Geral
Publicado em 05/03/2025 às 11:25
Romaria da Terra homenageia vítimas das enchentes e pede ação pelo clima
A romaria de 2026 acontecerá em Caibaté
A homenagem às vítimas das recentes enchentes que devastaram o Rio Grande do Sul e o alerta para o avanço da crise do clima foram os destaques centrais da 47ª Romaria da Terra, realizada nesta terça-feira de Carnaval em Arroio do Meio, município às margens do rio Taquari e um dos mais atingidos durante as enchentes de 2024.
A escolha da região se deu pelo impacto severo das cheias, que resultaram em dezenas de mortes e significativos prejuízos econômicos e ambientais.

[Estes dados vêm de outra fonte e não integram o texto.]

//! CourseLoom — course-assistant backend server.

use std::path::PathBuf;
use std::sync::Arc;

use tracing::{info, warn};
use tracing_subscriber::EnvFilter;

mod routes;
mod state;

use courseloom_canvas::CanvasClient;
use courseloom_core::CourseLoomConfig;
use courseloom_rag::{GeminiClient, Unconfigured, VertexRetriever};
use courseloom_store::CourseStore;
use state::AppState;

fn resolve_data_dir() -> PathBuf {
    std::env::var("COURSELOOM_DATA_DIR")
        .map(PathBuf::from)
        .unwrap_or_else(|_| PathBuf::from("data"))
}

#[tokio::main]
async fn main() -> anyhow::Result<()> {
    tracing_subscriber::fmt()
        .with_env_filter(
            EnvFilter::try_from_default_env().unwrap_or_else(|_| EnvFilter::new("info")),
        )
        .init();

    let config = CourseLoomConfig::from_env(resolve_data_dir())?;
    let store = Arc::new(CourseStore::open(&config.data_paths.coursedb)?);

    // AI collaborators. Without a cloud project the server still starts:
    // reads work, builds and analytics fail fast with a Config error.
    let retriever = Arc::new(VertexRetriever::new(
        config.cloud_project.clone(),
        config.cloud_location.clone(),
    ));
    let (generator, embedder): (
        Arc<dyn courseloom_rag::TextGenerator>,
        Arc<dyn courseloom_rag::Embedder>,
    ) = match &config.cloud_project {
        Some(project) => {
            let client = Arc::new(GeminiClient::new(project, config.cloud_location.clone()));
            (client.clone(), client)
        }
        None => {
            warn!("CLOUD_PROJECT not set; AI collaborators disabled");
            (Arc::new(Unconfigured), Arc::new(Unconfigured))
        }
    };

    let canvas = config
        .lms_token
        .as_ref()
        .map(|token| Arc::new(CanvasClient::new(config.lms_base_url.clone(), token.clone())));
    if canvas.is_none() {
        warn!("CANVAS_API_TOKEN not set; course initialization disabled");
    }

    let port = config.port;
    let state = Arc::new(AppState::new(
        config,
        store,
        retriever.clone(),
        retriever,
        generator,
        embedder,
        canvas,
    ));

    let router = routes::build_router(state);
    let addr = format!("0.0.0.0:{port}");
    let listener = tokio::net::TcpListener::bind(&addr).await?;
    info!("CourseLoom listening on {addr}");
    axum::serve(listener, router).await?;
    Ok(())
}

Já no Estado, segundo a Defesa Civil, somente nas enchentes de 2024, foram registrados 183 óbitos e 27 desaparecidos.
Além de prestar apoio ao Vale do Taquari e fortalecer a fé e a esperança, o evento, que foi organizado pela Diocese de Santa Cruz do Sul e pela Comissão Pastoral da Terra (CPT/RS), celebrou a solidariedade e convidou os romeiros a refletirem sobre a crise mundial do clima. O objetivo foi acolher o sofrimento dos atingidos, repensar a relação humana com a natureza e reforçar a importância de ações para a reconstrução das comunidades.
Entre os símbolos do evento, uma cruz feita com destroços das enchentes e uma faixa com os nomes das vítimas marcaram o momento de lembrança. Também foi criado um memorial em frente à capela do bairro Navegantes, um dos mais atingidos, com uma rocha retirada dos escombros de Três Pinheiros, onde seis membros de uma família faleceram soterrados.
Mais de cinco mil fiéis realizaram a caminhada de 2,5 quilômetros pelas margens do Rio Taquari. Entre os presentes estavam o ex-governador Olívio Dutra, o presidente da Conab, Edegar Pretto, e o deputado estadual Adão Pretto Filho, que participam da romaria desde a infância, acompanhados de seu pai Adão Pretto, falecido em 2009. “Com a COP30 acontecendo no Brasil, o mundo olha para nós. A Romaria da Terra, em sintonia com a conferência da ONU, reforça a urgência de agir. As enchentes no estado são um reflexo claro do colapso climático. Estar no Vale do Taquari hoje simboliza nosso compromisso com o meio ambiente e as gerações futuras”, disse Edegar Pretto.
Adão Pretto Filho salientou a importância da agricultura familiar para a preservação do meio ambiente. “As enchentes de 2023 e 2024 comprovam a necessidade urgente de repensarmos nossa relação com a natureza, diminuir o uso de agrotóxicos e apoiarmos políticas públicas de sustentabilidade”, afirmou.
Durante o percurso, foi possível observar a destruição de estruturas essenciais, como casas, escolas e postos de saúde, mas também as ações de solidariedade, como abrigos, doações e a atuação de voluntários. Ao final da caminhada, foi celebrada uma missa na Rua Coberta, na Praça Flores da Cunha, seguida de partilha de alimentos. À tarde, ocorreram pronunciamentos e apresentações culturais, e foi anunciado que a próxima Romaria da Terra será realizada em Caibaté, na diocese de Santo Ângelo, em 2026.